Solution-Processable Crystalline Platinum-Acetylide Oligomers with Broadband Absorption for Photovoltaic Cells

Abstract

A series of solution-processable and crystalline platinum-acetylide oligomers containing a thienyl benzothiadiazole thienyl core and oligothiophene alkynyl ligands are synthesized and characterized. X-ray crystallography analysis indicates a two-dimensional arrangement of oligomers through CH-pi interactions in single crystals. These oligomers show two intense and broad absorption bands in the visible spectral region, with the short-wavelength absorption band being strongly dependent on the olieothiophene length. In neat films, all the oligomers form large crystalline domains of several hundred nanometers in size upon thermal treatment and exhibit space-charge limited current (SCLC) mobilities on the order of 10(-5)-10(-4) cm(2) V(-1) s(-1).
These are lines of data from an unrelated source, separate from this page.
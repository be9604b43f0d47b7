//! HTTP router dispatch benchmarks.

pub mod adapters;
pub mod config;
pub mod fixture;
pub mod harness;
pub mod observability;
pub mod suite;

pub use adapters::RouterBuilder;
pub use config::BenchConfig;
pub use fixture::Fixture;
pub use harness::{Dispatcher, Harness, ResponseCheck};
pub use suite::Suite;
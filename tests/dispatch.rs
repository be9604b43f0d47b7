//! Every adapter serves the full fixture with the same semantics.

use axum::http::header::ALLOW;
use axum::http::{Method, StatusCode};
use mux_bench::fixture::{Fixture, RouteRequest, DEFAULT_NAMESPACES};
use mux_bench::harness::{Harness, ResponseCheck};

mod common;

#[test]
fn test_simple_answers_hello() {
    let request = RouteRequest::new(Method::GET, "/action").unwrap();
    for router in common::all_routers() {
        let mut dispatcher = router.simple().unwrap();
        let recorder = common::serve(dispatcher.as_mut(), &request);
        assert_eq!(recorder.status(), StatusCode::OK, "{}", router.name());
        assert_eq!(recorder.body(), b"hello", "{}", router.name());
    }
}

#[test]
fn test_every_fixture_request_answers_hello() {
    for n in [1, 5, 20] {
        let fixture = Fixture::generate(&DEFAULT_NAMESPACES, n).unwrap();
        for router in common::all_routers() {
            let mut dispatcher = router.build(fixture.namespaces(), fixture.resources()).unwrap();
            for request in fixture.requests() {
                let recorder = common::serve(dispatcher.as_mut(), request);
                assert_eq!(
                    recorder.status(),
                    StatusCode::OK,
                    "{} {} {}",
                    router.name(),
                    request.method(),
                    request.path()
                );
                assert_eq!(recorder.body(), b"hello");
            }
        }
    }
}

#[test]
fn test_checked_harness_wraps_for_every_router() {
    let fixture = Fixture::generate(&DEFAULT_NAMESPACES, 1).unwrap();
    for router in common::all_routers() {
        let mut dispatcher = router.build(fixture.namespaces(), fixture.resources()).unwrap();
        let report = Harness::new(dispatcher.as_mut(), fixture.requests(), ResponseCheck::hello())
            .run(17)
            .unwrap();
        assert_eq!(report.iterations, 17, "{}", router.name());
    }
}

#[test]
fn test_unknown_path_is_404() {
    let fixture = Fixture::generate(&DEFAULT_NAMESPACES, 1).unwrap();
    let request = RouteRequest::new(Method::GET, "/admin/unknown/3937/extra").unwrap();
    for router in common::all_routers() {
        let mut dispatcher = router.build(fixture.namespaces(), fixture.resources()).unwrap();
        let recorder = common::serve(dispatcher.as_mut(), &request);
        assert_eq!(recorder.status(), StatusCode::NOT_FOUND, "{}", router.name());
    }
}

#[test]
fn test_wrong_method_is_405() {
    let fixture = Fixture::generate(&DEFAULT_NAMESPACES, 1).unwrap();
    let collection = fixture.requests()[0].path().to_string();
    let request = RouteRequest::new(Method::DELETE, &collection).unwrap();
    for router in common::all_routers() {
        let mut dispatcher = router.build(fixture.namespaces(), fixture.resources()).unwrap();
        let recorder = common::serve(dispatcher.as_mut(), &request);
        assert_eq!(recorder.status(), StatusCode::METHOD_NOT_ALLOWED, "{}", router.name());
    }
}

#[test]
fn test_trailing_slash_is_404() {
    let fixture = Fixture::generate(&DEFAULT_NAMESPACES, 1).unwrap();
    let collection = format!("{}/", fixture.requests()[0].path());
    let request = RouteRequest::new(Method::GET, &collection).unwrap();
    for router in common::all_routers() {
        let mut dispatcher = router.build(fixture.namespaces(), fixture.resources()).unwrap();
        let recorder = common::serve(dispatcher.as_mut(), &request);
        assert_eq!(recorder.status(), StatusCode::NOT_FOUND, "{}", router.name());
    }
}

#[test]
fn test_head_answers_like_get_without_body() {
    let fixture = Fixture::generate(&DEFAULT_NAMESPACES, 1).unwrap();
    for path in [fixture.requests()[0].path(), fixture.requests()[2].path()] {
        let request = RouteRequest::new(Method::HEAD, path).unwrap();
        for router in common::all_routers() {
            let mut dispatcher = router.build(fixture.namespaces(), fixture.resources()).unwrap();
            let recorder = common::serve(dispatcher.as_mut(), &request);
            assert_eq!(recorder.status(), StatusCode::OK, "{} {}", router.name(), path);
            assert!(recorder.body().is_empty(), "{} {}", router.name(), path);
        }
    }
}

#[test]
fn test_allow_header_agrees() {
    let fixture = Fixture::generate(&DEFAULT_NAMESPACES, 1).unwrap();
    let cases = [
        (Method::DELETE, fixture.requests()[0].path(), "GET,HEAD,POST"),
        (Method::POST, fixture.requests()[2].path(), "GET,HEAD,PUT,DELETE"),
    ];
    for (method, path, allow) in cases {
        let request = RouteRequest::new(method, path).unwrap();
        for router in common::all_routers() {
            let mut dispatcher = router.build(fixture.namespaces(), fixture.resources()).unwrap();
            let recorder = common::serve(dispatcher.as_mut(), &request);
            assert_eq!(recorder.status(), StatusCode::METHOD_NOT_ALLOWED, "{}", router.name());
            assert_eq!(recorder.headers()[ALLOW], allow, "{}", router.name());
        }
    }
}

#[test]
fn test_empty_resource_set_builds() {
    let fixture = Fixture::generate(&DEFAULT_NAMESPACES, 0).unwrap();
    for router in common::all_routers() {
        let mut dispatcher = router.build(fixture.namespaces(), fixture.resources()).unwrap();
        let report = Harness::new(dispatcher.as_mut(), fixture.requests(), ResponseCheck::hello())
            .run(10)
            .unwrap();
        assert_eq!(report.iterations, 0);
    }
}
//! In-memory response sink reused across dispatches.

use axum::http::{HeaderMap, HeaderName, HeaderValue, StatusCode};

/// Captures the status, headers, and body of the last dispatched response.
///
/// A fresh recorder reports `200 OK` with an empty body, matching an HTTP
/// handler that wrote nothing.
#[derive(Debug, Clone)]
pub struct ResponseRecorder {
    status: StatusCode,
    headers: HeaderMap,
    body: Vec<u8>,
}

impl ResponseRecorder {
    pub fn new() -> Self {
        Self {
            status: StatusCode::OK,
            headers: HeaderMap::new(),
            body: Vec::new(),
        }
    }

    /// Clear the previous response, keeping allocated capacity.
    pub fn reset(&mut self) {
        self.status = StatusCode::OK;
        self.headers.clear();
        self.body.clear();
    }

    pub fn set_status(&mut self, status: StatusCode) {
        self.status = status;
    }

    pub fn insert_header(&mut self, name: HeaderName, value: HeaderValue) {
        self.headers.insert(name, value);
    }

    /// Replace all headers with `headers`.
    pub fn set_headers(&mut self, headers: HeaderMap) {
        self.headers = headers;
    }

    /// Append bytes to the body.
    pub fn write(&mut self, bytes: &[u8]) {
        self.body.extend_from_slice(bytes);
    }

    /// Drop the body written so far, keeping status and headers.
    pub fn clear_body(&mut self) {
        self.body.clear();
    }

    pub fn status(&self) -> StatusCode {
        self.status
    }

    pub fn headers(&self) -> &HeaderMap {
        &self.headers
    }

    pub fn body(&self) -> &[u8] {
        &self.body
    }

    /// Body as UTF-8, lossily.
    pub fn body_text(&self) -> std::borrow::Cow<'_, str> {
        String::from_utf8_lossy(&self.body)
    }
}

impl Default for ResponseRecorder {
    fn default() -> Self {
        Self::new()
    }
}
The photovoltaic properties of these oligomers were evaluated by fabricating bulk heterojunction devices with fullerene derivatives (PC(61)BM and PC(71)BM) and some of these devices showed high-power conversion efficiencies (PCEs) of up to 3% and a peak external quantum efficiency (EQE) to 50% under AM 1.5 simulated solar illumination. The present work suggests that well-defined platinum oligomers with desirable light-absorbing and self-assembly properties have potential for solution-processed organic photovoltaics.